● **What you need to do**
Please give back the listing exactly as it reads.

● **Exercise material**

// SPDX-License-Identifier: GPL-3.0-or-later
// Copyright (C) 2026 Erik van der Tier

//! Encoder registry keyed by CPU name.
//!
//! The registry has no knowledge of concrete CPUs; family and CPU modules
//! register a factory under one canonical name plus any aliases.

use std::collections::HashMap;

use crate::core::encoder::BranchEncoder;

pub type EncoderFactory = fn() -> Box<dyn BranchEncoder>;

#[derive(Default)]
pub struct EncoderRegistry {
    factories: HashMap<String, EncoderFactory>,
    canonical: Vec<String>,
}

impl EncoderRegistry {
    pub fn new() -> Self {
        Self::default()
    }

    /// Register `factory` under `name` and each of `aliases`.
    pub fn register(&mut self, name: &str, aliases: &[&str], factory: EncoderFactory) {
        self.canonical.push(normalize_cpu_name(name));
        for key in std::iter::once(name).chain(aliases.iter().copied()) {
            self.factories.insert(normalize_cpu_name(key), factory);
        }
    }

    pub fn resolve(&self, name: &str) -> Option<Box<dyn BranchEncoder>> {
        self.factories
            .get(&normalize_cpu_name(name))
            .map(|factory| factory())
    }

    pub fn contains(&self, name: &str) -> bool {
        self.factories.contains_key(&normalize_cpu_name(name))
    }

    /// Canonical CPU names in registration order.
    pub fn cpu_name_list(&self) -> &[String] {
        &self.canonical
    }
}

fn normalize_cpu_name(name: &str) -> String {
    name.trim().to_ascii_lowercase()
}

● **Solved problem**
// SPDX-License-Identifier: GPL-3.0-or-later
// Copyright (C) 2026 Erik van der Tier

//! Encoder registry keyed by CPU name.
//!
//! The registry has no knowledge of concrete CPUs; family and CPU modules
//! register a factory under one canonical name plus any aliases.

use std::collections::HashMap;

use crate::core::encoder::BranchEncoder;

pub type EncoderFactory = fn() -> Box<dyn BranchEncoder>;

#[derive(Default)]
pub struct EncoderRegistry {
    factories: HashMap<String, EncoderFactory>,
    canonical: Vec<String>,
}

impl EncoderRegistry {
    pub fn new() -> Self {
        Self::default()
    }

    /// Register `factory` under `name` and each of `aliases`.
    pub fn register(&mut self, name: &str, aliases: &[&str], factory: EncoderFactory) {
        self.canonical.push(normalize_cpu_name(name));
        for key in std::iter::once(name).chain(aliases.iter().copied()) {
            self.factories.insert(normalize_cpu_name(key), factory);
        }
    }

    pub fn resolve(&self, name: &str) -> Option<Box<dyn BranchEncoder>> {
        self.factories
            .get(&normalize_cpu_name(name))
            .map(|factory| factory())
    }

    pub fn contains(&self, name: &str) -> bool {
        self.factories.contains_key(&normalize_cpu_name(name))
    }

    /// Canonical CPU names in registration order.
    pub fn cpu_name_list(&self) -> &[String] {
        &self.canonical
    }
}

fn normalize_cpu_name(name: &str) -> String {
    name.trim().to_ascii_lowercase()
}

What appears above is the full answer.